EDITOR: Many are wondering, “how we survive in Union Island?” It is no secret. Certain opportunities are available to those who are willing to work. Salt picking, sea moss harvesting, tamarind picking, prickly pear harvesting, coals burning, fishing, hunting, and gardening are some to the things we do to survive.
Salt is picked from the Salt Lake in the north of Union Island at certain dry seasons when most of the water has evaporated. This, if it is a simple scientific process, should happen every dry season but it does not. We need to find a way of predicting the years when salt would bear. When these white crystals of sodium chloride appear, almost the whole shallow lake is covered and people walk in, scoop off the crystals, being careful to leave the mud behind. Many sacks can be filled, which are later drained and transferred to barrels for storage. The crystals vary in size and can be sold locally or overseas.
Sea moss cultivation was introduced here by Mrs. Ann Harvey and the Young Striders 4H Club some years ago. Pieces of the plant were tied onto ropes, submerged about a foot below the surface of the sea and allowed to grow for about three months when they are harvested and replanted. Some sea moss seemed to have escaped and now grow in the wild. From time to time, sea moss would become dislodged and wash ashore. People walk along the shore line and gather this sea moss, dry it and market it. Some farmers continue to cultivate sea moss.
Except for the swamps and mountain ridges, the lands in Union Island are privately owned, having been purchased by descendants of slaves on concessionary terms as part of their reparation. Tamarind trees grow on some of these lands and some owners allow the public to harvest the tamarind. It is then sold to people who make tamarind balls, tamarind stew, and juices. Tamarind is a component of bitters, and the green ones are used in seasoning.
The prickly pear bears an oval shaped fruit filled with a delicious pulp that makes an attractive red juice that is in demand by customers of the local juice makers.

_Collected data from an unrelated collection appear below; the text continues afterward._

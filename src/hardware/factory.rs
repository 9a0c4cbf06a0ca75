use anyhow::{bail, Context, Result};
use std::sync::Arc;
use tracing::{info, warn};

use crate::config::{Config, HardwareMode, MeterKind};
use crate::controller::Fleet;
use crate::domain::{BatteryDevice, BatteryUnit, UnitId};
use crate::meter::{EcoTrackerMeter, MeterSampler, PowerMeter, ShellyMeter};

#[cfg(feature = "sim")]
use super::simulated::{SimulatedSite, SiteMeter};

/// Everything the control loop drives.
pub struct Devices {
    pub meter: MeterSampler,
    pub fleet: Fleet,
}

/// Builds the meter and battery backends selected in the configuration.
///
/// Modbus batteries exist only with the `modbus` feature and the simulated
/// site only with `sim`, so a build can never actuate hardware by accident.
pub struct DeviceFactory {
    config: Config,
}

impl DeviceFactory {
    pub fn new(config: &Config) -> Self {
        Self {
            config: config.clone(),
        }
    }

    pub fn build(&self) -> Result<Devices> {
        #[cfg(feature = "sim")]
        let site = self.simulated_site();

        let meter: Box<dyn PowerMeter> = match self.config.meter.kind {
            MeterKind::Shelly => Box::new(ShellyMeter::new(
                self.meter_url()?,
                self.config.meter.timeout(),
            )?),
            MeterKind::Ecotracker => Box::new(EcoTrackerMeter::new(
                self.meter_url()?,
                self.config.meter.timeout(),
            )?),
            #[cfg(feature = "sim")]
            MeterKind::Simulated => Box::new(SiteMeter::new(
                site.clone().context("simulated site was not created")?,
            )),
            #[cfg(not(feature = "sim"))]
            MeterKind::Simulated => bail!("simulated meter requires the `sim` feature"),
        };

        let devices: Vec<Arc<dyn BatteryDevice>> = match self.config.battery.hardware {
            HardwareMode::Modbus => self.modbus_batteries()?,
            #[cfg(feature = "sim")]
            HardwareMode::Simulated => site
                .as_ref()
                .context("simulated site was not created")?
                .batteries()
                .iter()
                .map(|battery| Arc::clone(battery) as Arc<dyn BatteryDevice>)
                .collect(),
            #[cfg(not(feature = "sim"))]
            HardwareMode::Simulated => bail!("simulated batteries require the `sim` feature"),
        };

        let unit_ids: &[UnitId] = &self.config.battery.unit_ids;
        let fleet = Fleet::new(
            unit_ids
                .iter()
                .zip(devices)
                .map(|(&id, device)| BatteryUnit::new(id, device)),
        );

        info!(
            meter = meter.kind(),
            hardware = ?self.config.battery.hardware,
            units = ?fleet.ids(),
            "devices ready"
        );

        Ok(Devices {
            meter: MeterSampler::new(meter),
            fleet,
        })
    }

    fn meter_url(&self) -> Result<&str> {
        self.config
            .meter
            .url
            .as_deref()
            .context("meter.url is not set")
    }

    /// One shared site whenever anything simulated is configured. It only
    /// carries batteries when the fleet itself is simulated.
    #[cfg(feature = "sim")]
    fn simulated_site(&self) -> Option<Arc<SimulatedSite>> {
        let meter_simulated = self.config.meter.kind == MeterKind::Simulated;
        let fleet_simulated = self.config.battery.hardware == HardwareMode::Simulated;
        if !meter_simulated && !fleet_simulated {
            return None;
        }
        if meter_simulated && !fleet_simulated {
            warn!("simulated meter with real batteries: the grid reading ignores the fleet");
        }

        let units = if fleet_simulated {
            self.config.battery.unit_ids.len()
        } else {
            0
        };
        let params = self.config.simulation.clone().unwrap_or_default();
        Some(Arc::new(SimulatedSite::new(params, units)))
    }

    #[cfg(feature = "modbus")]
    fn modbus_batteries(&self) -> Result<Vec<Arc<dyn BatteryDevice>>> {
        use super::modbus::{MarstekBattery, MarstekSettings};
        use std::net::ToSocketAddrs;

        let battery = &self.config.battery;
        let host = battery.host.as_deref().context("battery.host is not set")?;
        let addr = (host, battery.port)
            .to_socket_addrs()
            .with_context(|| format!("cannot resolve battery gateway {host}:{}", battery.port))?
            .next()
            .with_context(|| format!("no address for battery gateway {host}"))?;

        let settings = MarstekSettings {
            addr,
            timeout: battery.timeout(),
            mode_settle: battery.mode_settle(),
            min_power_w: battery.min_unit_power_w,
            max_power_w: battery.max_unit_power_w,
        };
        info!(%addr, units = ?battery.unit_ids, "using Marstek batteries over Modbus TCP");

        Ok(battery
            .unit_ids
            .iter()
            .map(|&unit| Arc::new(MarstekBattery::new(unit, settings.clone())) as Arc<dyn BatteryDevice>)
            .collect())
    }

    #[cfg(not(feature = "modbus"))]
    fn modbus_batteries(&self) -> Result<Vec<Arc<dyn BatteryDevice>>> {
        bail!("battery.hardware = \"modbus\" requires building with the `modbus` feature")
    }
}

The very fine prickles on the fruit are difficult to remove from the hands and great care must be exercised when harvesting and cleaning the fruit.
Coals burning is a specialized technique that must be learned for those getting into the business. Appropriate wood must be selected to produce good quality coals. Most landowners allow wood to be cut, but care must be taken to prevent deforestation and erosion from over cutting.

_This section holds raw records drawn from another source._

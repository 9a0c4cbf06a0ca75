use chrono::{DateTime, Utc};
use serde::Serialize;

/// Envelope for every JSON answer of the status API
#[derive(Debug, Serialize)]
pub struct ApiResponse<T: Serialize> {
    pub success: bool,
    #[serde(skip_serializing_if = "Option::is_none")]
    pub data: Option<T>,
    pub timestamp: DateTime<Utc>,
    /// Number of items in `data`, for list answers
    #[serde(skip_serializing_if = "Option::is_none")]
    pub total_count: Option<usize>,
}

impl<T: Serialize> ApiResponse<T> {
    pub fn success(data: T) -> Self {
        Self {
            success: true,
            data: Some(data),
            timestamp: Utc::now(),
            total_count: None,
        }
    }

    pub fn with_count(mut self, count: usize) -> Self {
        self.total_count = Some(count);
        self
    }
}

Fishing, and diving can be done with simple tools. Fishing rod, hooks, fish pots, seine, and a small fishing boat may be useful. Certain species like the parrot fish are now on the protected list together with sea turtles. Care must be taken with Spear gun fishing to prevent damage to the coral reefs. The Tobago Cays Marine Park is out of bounds so the available fishing ground must be noted. Training in scuba diving is avail able from Glenroy Adams at Grenadines Dive. This will allow for deep sea diving to access conch and lobsters in season.

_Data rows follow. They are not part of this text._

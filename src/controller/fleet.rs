use futures::future::join_all;
use std::collections::BTreeMap;
use tracing::{info, warn};

use super::error::DispatchError;
use crate::domain::{BatteryMode, BatteryUnit, BatteryUnitStatus, UnitId};

/// Ordered registry of battery units, keyed by id.
///
/// Iteration is always ascending by id so even splits are reproducible.
#[derive(Debug, Default)]
pub struct Fleet {
    units: BTreeMap<UnitId, BatteryUnit>,
}

impl Fleet {
    pub fn new(units: impl IntoIterator<Item = BatteryUnit>) -> Self {
        Self {
            units: units.into_iter().map(|u| (u.id(), u)).collect(),
        }
    }

    pub fn insert(&mut self, unit: BatteryUnit) -> Option<BatteryUnit> {
        self.units.insert(unit.id(), unit)
    }

    pub fn len(&self) -> usize {
        self.units.len()
    }

    pub fn is_empty(&self) -> bool {
        self.units.is_empty()
    }

    pub fn ids(&self) -> Vec<UnitId> {
        self.units.keys().copied().collect()
    }

    pub fn get(&self, id: UnitId) -> Option<&BatteryUnit> {
        self.units.get(&id)
    }

    pub fn get_mut(&mut self, id: UnitId) -> Option<&mut BatteryUnit> {
        self.units.get_mut(&id)
    }

    pub fn iter(&self) -> impl Iterator<Item = &BatteryUnit> {
        self.units.values()
    }

    /// Read every unit's SoC once, concurrently. Returns the fresh reading per unit.
    pub async fn refresh_soc(&mut self) -> BTreeMap<UnitId, Option<f64>> {
        let reads = self.units.values_mut().map(|unit| async move {
            let soc = unit.refresh_soc().await.ok();
            (unit.id(), soc)
        });
        let results: BTreeMap<_, _> = join_all(reads).await.into_iter().collect();

        let failed = results.values().filter(|soc| soc.is_none()).count();
        if failed > 0 {
            warn!(failed, total = results.len(), "soc refresh incomplete");
        }
        results
    }

    /// Mean over units with a known SoC; `None` if no unit has one.
    pub fn average_soc(&self) -> Option<f64> {
        let known: Vec<f64> = self.iter().filter_map(|u| u.last_known_soc()).collect();
        if known.is_empty() {
            None
        } else {
            Some(known.iter().sum::<f64>() / known.len() as f64)
        }
    }

    pub fn min_max_soc(&self) -> Option<(f64, f64)> {
        self.iter()
            .filter_map(|u| u.last_known_soc())
            .fold(None, |acc, soc| match acc {
                None => Some((soc, soc)),
                Some((lo, hi)) => Some((lo.min(soc), hi.max(soc))),
            })
    }

    pub fn all_soc_unknown(&self) -> bool {
        self.iter().all(|u| u.last_known_soc().is_none())
    }

    pub fn count_eligible(&self, mode: BatteryMode, min_soc: f64, max_soc: f64) -> usize {
        self.iter()
            .filter(|u| u.is_eligible(mode, min_soc, max_soc))
            .count()
    }

    /// Unconditional fleet-wide stop. Every unit is attempted.
    pub async fn stop_all(&mut self) -> Result<(), DispatchError> {
        if self.units.is_empty() {
            return Ok(());
        }
        let stops = self.units.values_mut().map(|unit| async move {
            let result = unit.stop().await;
            (unit.id(), result)
        });
        let results = join_all(stops).await;

        let attempted = results.len();
        let failures: Vec<DispatchError> = results
            .into_iter()
            .filter_map(|(id, result)| result.err().map(|e| DispatchError::device(id, e)))
            .collect();

        match failures.len() {
            0 => {
                info!(units = attempted, "fleet stopped");
                Ok(())
            }
            n if n == attempted => Err(DispatchError::FullDispatchFailure { failures }),
            n => Err(DispatchError::PartialDispatchFailure {
                succeeded: attempted - n,
                failures,
            }),
        }
    }

    /// Battery AC power seen from the grid side: discharge positive, charge negative.
    pub fn net_power_w(&self) -> f64 {
        self.iter()
            .map(|u| match u.current_mode() {
                BatteryMode::Discharge => u.current_power_w(),
                BatteryMode::Charge => -u.current_power_w(),
                BatteryMode::Stop => 0.0,
            })
            .sum()
    }

    pub fn snapshot(&self) -> Vec<BatteryUnitStatus> {
        self.iter().map(BatteryUnit::status).collect()
    }
}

Manicou, and iguana may be hunted during the open season which may change depending on the population. Goats, sheep, cattle, poultry, and pigs on the loose may not be hunted because they should have owners who should keep them tethered to prevent soil erosion from overgrazing.
Union Island used to have a resident agricultural officer who advised the farmers on the growing of crops. The land is very fertile, and with proper management of the water shed and waterways, can be very productive. Large crops of corn and peas were traditionally stowed in drums. Cassava was made into farine.
Peanuts, ochro, sorrel, and sand potatoes, complemented the traditional crops.
A plate of wangoo (corn coo coo), ochro, and fish make a nutritious meal and represents the island’s ‘national dish.’ These together with our grateful heart to God, and cultural practices make up “good” living in Union Island.